**Work request**
Among these records, tally each line with the word "payload"; the answer is that number alone.

--------

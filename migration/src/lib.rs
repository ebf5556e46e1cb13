pub use sea_orm_migration::prelude::*;

mod m20260301_000001_create_record_table;

pub struct Migrator;

#[async_trait::async_trait]
impl MigratorTrait for Migrator {
    fn migrations() -> Vec<Box<dyn MigrationTrait>> {
        vec![Box::new(m20260301_000001_create_record_table::Migration)]
    }
}
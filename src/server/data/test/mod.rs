mod record;
//! HTTP request handlers.
//!
//! Controllers extract and validate request input, call into the service layer and
//! convert domain models into response DTOs.

pub mod record;
pub mod system;

#[cfg(test)]
mod test;
use super::*;

/// Tests listing an empty store.
///
/// Expected: Ok with empty vector
#[tokio::test]
async fn returns_empty_when_no_records() -> Result<(), DbErr> {
    let test = TestBuilder::new().with_record_tables().build().await.unwrap();
    let db = test.db.as_ref().unwrap();

    let repo = RecordRepository::new(db);
    let records = repo.get_all().await?;

    assert!(records.is_empty());

    Ok(())
}

/// Tests listing all stored records.
///
/// Expected: Ok with every created record present
#[tokio::test]
async fn returns_all_records() -> Result<(), DbErr> {
    let test = TestBuilder::new().with_record_tables().build().await.unwrap();
    let db = test.db.as_ref().unwrap();

    let created = factory::create_records(db, 3).await?;

    let repo = RecordRepository::new(db);
    let records = repo.get_all().await?;

    assert_eq!(records.len(), 3);
    for model in created {
        assert!(records.iter().any(|r| r.id == model.id && r.name == model.name));
    }

    Ok(())
}

/// Tests that store failures surface as errors.
///
/// Expected: Err
#[tokio::test]
async fn fails_without_record_table() -> Result<(), DbErr> {
    let test = TestBuilder::new().build().await.unwrap();
    let db = test.db.as_ref().unwrap();

    let repo = RecordRepository::new(db);
    let result = repo.get_all().await;

    assert!(result.is_err());

    Ok(())
}
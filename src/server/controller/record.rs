use axum::{
    extract::{Path, State},
    http::StatusCode,
    response::IntoResponse,
    Json,
};

use crate::{
    model::{
        api::{ErrorDto, MessageDto, StatusDto},
        record::{
            CreateRecordDto, RecordListResponseDto, RecordResponseDto, UpdateRecordDto,
        },
    },
    server::{
        error::AppError,
        model::record::{CreateRecordParam, UpdateRecordParam},
        service::record::RecordService,
        state::AppState,
        util::payload::Payload,
    },
};

pub static RECORD_TAG: &str = "record";

#[utoipa::path(
    post,
    path = "/api/data/submit",
    tag = RECORD_TAG,
    request_body(content(
        (CreateRecordDto = "application/json"),
        (CreateRecordDto = "application/x-www-form-urlencoded")
    )),
    responses(
        (status = 200, description = "Successfully stored record", body = RecordResponseDto),
        (status = 415, description = "Unsupported content type", body = StatusDto),
        (status = 422, description = "Missing or unknown fields", body = StatusDto),
        (status = 500, description = "Failed to store record", body = ErrorDto)
    ),
)]
pub async fn create_record(
    State(state): State<AppState>,
    Payload(payload): Payload<CreateRecordDto>,
) -> Result<impl IntoResponse, AppError> {
    let record = RecordService::new(&state.db)
        .create(CreateRecordParam::from(payload))
        .await?;

    Ok((
        StatusCode::OK,
        Json(RecordResponseDto {
            message: "Data stored successfully!".to_string(),
            data: record.into_dto(),
        }),
    ))
}

#[utoipa::path(
    get,
    path = "/api/data/data",
    tag = RECORD_TAG,
    responses(
        (status = 200, description = "Successfully retrieved records", body = RecordListResponseDto),
        (status = 500, description = "Failed to fetch records", body = ErrorDto)
    ),
)]
pub async fn get_records(State(state): State<AppState>) -> Result<impl IntoResponse, AppError> {
    let records = RecordService::new(&state.db).list().await?;

    Ok((
        StatusCode::OK,
        Json(RecordListResponseDto {
            message: "Data retrieved successfully!".to_string(),
            data: records.into_iter().map(|r| r.into_dto()).collect(),
        }),
    ))
}

#[utoipa::path(
    put,
    path = "/api/data/data/{id}",
    tag = RECORD_TAG,
    params(
        ("id" = String, Path, description = "Record ID")
    ),
    request_body(content(
        (UpdateRecordDto = "application/json"),
        (UpdateRecordDto = "application/x-www-form-urlencoded")
    )),
    responses(
        (status = 200, description = "Successfully updated record", body = RecordResponseDto),
        (status = 404, description = "Record not found", body = ErrorDto),
        (status = 422, description = "Unknown fields", body = StatusDto),
        (status = 500, description = "Failed to update record", body = ErrorDto)
    ),
)]
pub async fn update_record(
    State(state): State<AppState>,
    Path(id): Path<String>,
    Payload(payload): Payload<UpdateRecordDto>,
) -> Result<impl IntoResponse, AppError> {
    let record = RecordService::new(&state.db)
        .update(&id, UpdateRecordParam::from(payload))
        .await?;

    Ok((
        StatusCode::OK,
        Json(RecordResponseDto {
            message: "Data updated successfully!".to_string(),
            data: record.into_dto(),
        }),
    ))
}

#[utoipa::path(
    delete,
    path = "/api/data/data/{id}",
    tag = RECORD_TAG,
    params(
        ("id" = String, Path, description = "Record ID")
    ),
    responses(
        (status = 200, description = "Successfully deleted record", body = MessageDto),
        (status = 404, description = "Record not found", body = ErrorDto),
        (status = 500, description = "Failed to delete record", body = ErrorDto)
    ),
)]
pub async fn delete_record(
    State(state): State<AppState>,
    Path(id): Path<String>,
) -> Result<impl IntoResponse, AppError> {
    RecordService::new(&state.db).delete(&id).await?;

    Ok((
        StatusCode::OK,
        Json(MessageDto {
            message: "Data deleted successfully!".to_string(),
        }),
    ))
}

--------

**Response box**
5